Streit um Nirvana-Cover

Verklag mich, Baby!

Foto: DGC Cover von Nirvanas "Nevermind"
Foto: DGC

Cover von Nirvanas "Nevermind"

Ist das legendäre Cover zum Nirvana-Album "Nevermind" Kinderpornografie? Der US-Künstler Spencer Elden, der als Baby für das Unterwassermotiv fotografiert wurde, wirft der Band genau das vor und hat Klage eingereicht 

Das Unterwasserbild eines nackten Babys, vor dem eine an einem Angelhaken aufgespießte Dollarnote treibt – das Cover des Nirvana-Albums "Nevermind" zählt zu den Ikonen der Musikgeschichte. Ob es sich bei dem Bild auch um "Kinderpornografie" handelt, muss jetzt ein Bezirksgericht in Kalifornien klären: Spencer Elden, der 1991 im Alter von vier Monaten für das Cover fotografiert worden war, hat Klage gegen die Band eingereicht.
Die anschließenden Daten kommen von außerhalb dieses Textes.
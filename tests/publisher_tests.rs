//! # Connection Publisher Tests
//!
//! `SecretPublisher` against a `MemoryStore`, and `PublisherChain` ordering.

mod common;

use async_trait::async_trait;
use common::*;
use composition_controller::connection::{
    ConnectionDetails, ConnectionPublisher, ConnectionSecretOwner, PublisherChain,
};
use composition_controller::crd::NetworkParameters;
use composition_controller::resource::ObjectKey;
use composition_controller::store::{self, MemoryStore, ObjectStore};
use composition_controller::{Error, Result};
use k8s_openapi::api::core::v1::Secret;
use k8s_openapi::apimachinery::pkg::apis::meta::v1::ObjectMeta;
use k8s_openapi::ByteString;
use std::collections::BTreeMap;
use std::sync::{Arc, Mutex};

fn details(pairs: &[(&str, &str)]) -> ConnectionDetails {
    pairs
        .iter()
        .map(|(k, v)| (k.to_string(), v.as_bytes().to_vec()))
        .collect()
}

/// Owner backed by a stored network, so the secret can be garbage collected
async fn owner(store: &MemoryStore) -> ConnectionSecretOwner {
    let mut net = network("net", NetworkParameters::default());
    net.spec.write_connection_secret_to_ref = secret_ref("net-conn");
    let key = seed_network(store, &net).await;
    ConnectionSecretOwner::for_resource(&get_network(store, &key).await)
}

async fn stored_secret(store: &MemoryStore, name: &str) -> Secret {
    store::get_typed(store, &ObjectKey::secret(Some(NAMESPACE.to_string()), name))
        .await
        .unwrap()
}

#[tokio::test]
async fn test_publish_creates_owned_secret() {
    let store = Arc::new(MemoryStore::new());
    let owner = owner(&store).await;

    secret_publisher(&store)
        .apply_connection(&owner, &details(&[("networkName", "vpc-1")]))
        .await
        .unwrap();

    let secret = stored_secret(&store, "net-conn").await;
    let refs = secret.metadata.owner_references.unwrap();
    assert_eq!(refs[0].uid, owner.owner.uid);
    assert_eq!(refs[0].controller, Some(true));
    assert_eq!(secret_value(&store, "net-conn", "networkName").await.as_deref(), Some("vpc-1"));
}

#[tokio::test]
async fn test_publish_is_additive() {
    let store = Arc::new(MemoryStore::new());
    let owner = owner(&store).await;
    let publisher = secret_publisher(&store);

    publisher
        .apply_connection(&owner, &details(&[("networkName", "vpc-1"), ("selfLink", "old")]))
        .await
        .unwrap();
    publisher
        .apply_connection(&owner, &details(&[("selfLink", "new")]))
        .await
        .unwrap();

    assert_eq!(secret_value(&store, "net-conn", "networkName").await.as_deref(), Some("vpc-1"));
    assert_eq!(secret_value(&store, "net-conn", "selfLink").await.as_deref(), Some("new"));
}

#[tokio::test]
async fn test_unchanged_publish_does_not_write() {
    let store = Arc::new(MemoryStore::new());
    let owner = owner(&store).await;
    let publisher = secret_publisher(&store);
    let published = details(&[("networkName", "vpc-1")]);

    publisher.apply_connection(&owner, &published).await.unwrap();
    let before = stored_secret(&store, "net-conn").await.metadata.resource_version;

    publisher.apply_connection(&owner, &published).await.unwrap();
    publisher
        .apply_connection(&owner, &ConnectionDetails::new())
        .await
        .unwrap();
    let after = stored_secret(&store, "net-conn").await.metadata.resource_version;

    assert_eq!(before, after);
}

#[tokio::test]
async fn test_secret_owned_by_someone_else_is_a_conflict() {
    let store = Arc::new(MemoryStore::new());
    let owner = owner(&store).await;
    let foreign = Secret {
        metadata: ObjectMeta {
            name: Some("net-conn".to_string()),
            namespace: Some(NAMESPACE.to_string()),
            ..Default::default()
        },
        data: Some(BTreeMap::from([(
            "password".to_string(),
            ByteString(b"hunter2".to_vec()),
        )])),
        ..Default::default()
    };
    let created = store
        .create(&store::to_dynamic(&foreign).unwrap())
        .await
        .unwrap();

    let err = secret_publisher(&store)
        .apply_connection(&owner, &details(&[("networkName", "vpc-1")]))
        .await
        .unwrap_err();
    assert!(err.is_conflict());

    let secret = stored_secret(&store, "net-conn").await;
    assert_eq!(secret.metadata.resource_version, created.metadata.resource_version);
    assert_eq!(secret_value(&store, "net-conn", "networkName").await, None);
}

#[tokio::test]
async fn test_delete_connection_tolerates_missing_secret() {
    let store = Arc::new(MemoryStore::new());
    let owner = owner(&store).await;
    let publisher = secret_publisher(&store);

    publisher.delete_connection(&owner).await.unwrap();

    publisher
        .apply_connection(&owner, &details(&[("networkName", "vpc-1")]))
        .await
        .unwrap();
    publisher.delete_connection(&owner).await.unwrap();
    assert_eq!(secret_value(&store, "net-conn", "networkName").await, None);
}

#[derive(Debug)]
struct Recording {
    name: &'static str,
    log: Arc<Mutex<Vec<String>>>,
    fail: bool,
}

#[async_trait]
impl ConnectionPublisher for Recording {
    async fn apply_connection(
        &self,
        _owner: &ConnectionSecretOwner,
        _details: &ConnectionDetails,
    ) -> Result<()> {
        self.log.lock().unwrap().push(format!("apply:{}", self.name));
        if self.fail {
            return Err(Error::Conflict(format!("{} refused", self.name)));
        }
        Ok(())
    }

    async fn delete_connection(&self, _owner: &ConnectionSecretOwner) -> Result<()> {
        self.log.lock().unwrap().push(format!("delete:{}", self.name));
        Ok(())
    }
}

fn recording(name: &'static str, log: &Arc<Mutex<Vec<String>>>, fail: bool) -> Arc<dyn ConnectionPublisher> {
    Arc::new(Recording {
        name,
        log: Arc::clone(log),
        fail,
    })
}

#[tokio::test]
async fn test_chain_runs_publishers_in_order_and_stops_at_first_error() {
    let store = Arc::new(MemoryStore::new());
    let owner = owner(&store).await;
    let log = Arc::new(Mutex::new(Vec::new()));

    let chain = PublisherChain::new(vec![
        recording("first", &log, false),
        recording("second", &log, true),
        recording("third", &log, false),
    ]);

    let err = chain
        .apply_connection(&owner, &ConnectionDetails::new())
        .await
        .unwrap_err();
    assert!(err.to_string().contains("second refused"));

    chain.delete_connection(&owner).await.unwrap();

    assert_eq!(
        *log.lock().unwrap(),
        vec![
            "apply:first".to_string(),
            "apply:second".to_string(),
            "delete:first".to_string(),
            "delete:second".to_string(),
            "delete:third".to_string(),
        ]
    );
}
Der heute 30-jährige Elden sagt, seine Eltern hätten nie eine Freigabe für die Verwendung seines Bildes auf dem Album unterschrieben. Außerdem wirft er den Beschuldigten, darunter die überlebenden Mitglieder der Band, Kurt Cobains Witwe Courtney Love und die Plattenfirmen, die das Album in den letzten drei Jahrzehnten veröffentlicht oder vertrieben haben, vor, sie hätten mit dem Bild Kinderpornografie produziert. Die Klage bezichtigt die Beklagten der "kommerziellen sexuellen Ausbeutung von Spencer als Minderjährigem bis zum heutigen Tag (...). Die Verantwortlichen hätten "wissentlich kommerzielle Kinderpornografie mit dem Bild produziert, besessen und beworben". Elden habe durch das Albumcover "lebenslange Schäden" erlitten, darunter "extreme und dauerhafte seelische Qualen mit körperlichen Manifestationen" sowie den Verlust von Bildung, Gehalt und "Lebensfreude". Der Fotografierte fordert von jedem der 15 Angeklagten Schadensersatz in Höhe von mindestens 150.000 Dollar.

Der Unterwasserfotograf Kirk Weddle, ein Freund der Familie, hatte das Bild 1991 aufgenommen. Die Eltern des Modells erhielten damals 200 Dollar, wie sein Vater Rick Elden vor einigen Jahren in einem Interview erzählte. Spencer Elden, der heute als Künstler in Los Angeles lebt und unter anderem für den Street Artist Shepard Fairy gearbeitet hat, scheint seit Jahren ein ambivalentes Verhältnis zu der Aufnahme zu haben. Er hat das Albumcover als Teenager und Erwachsener mehrmals nachgestellt (er trug dabei Badehose) – anlässlich des zehn-, 20- und 25-jährigen Jubiläums der Platte. Den Schriftzug "Nevermind" trägt er als Tattoo.

"Einen Teil meiner Menschenrechte entzogen"

"Es war immer eine positive Sache und hat mir Türen geöffnet", sagte er vor sechs Jahren dem britischen "Guardian". "Ich bin jetzt 23 und ein Künstler, und diese Geschichte gab mir die Möglichkeit, fünf Jahre lang mit Shepard Fairey zu arbeiten, was eine großartige Erfahrung war. Er ist ein großer Musikkenner: Als er hörte, dass ich das Nirvana-Baby bin, fand er das richtig cool."  Andererseits hat er immer wieder auch seinen Ärger und seine Irritationen über das Fotoshooting geäußert.  "Es ist schwer, sich nicht aufzuregen, wenn man hört, wie viel Geld im Spiel war", erklärte er 2016 im "Time Magazine". "Wenn ich zu einem Baseballspiel gehe und darüber nachdenke: 'Mann, jeder bei diesem Spiel hat wahrscheinlich meinen kleinen Baby-Penis gesehen', dann fühle ich mich, als hätte man mir einen Teil meiner Menschenrechte entzogen." Laut "Time" prüfte Elden schon zuvor rechtliche Schritte gegen die Plattenfirma Geffen Records, die jedoch erfolglos blieben.

Nichtsexualisierte Fotos von Kleinkindern gelten nach US-Recht im Allgemeinen nicht als Kinderpornografie. Der Anwalt von Spencer Elden, Robert Y. Lewis, argumentiert jedoch, dass die Einbeziehung der Dollarnote (die nach der Aufnahme des Fotos eingefügt wurde) den Minderjährigen "wie einen Sexarbeiter" erscheinen lasse, der nach einem Dollarschein greift.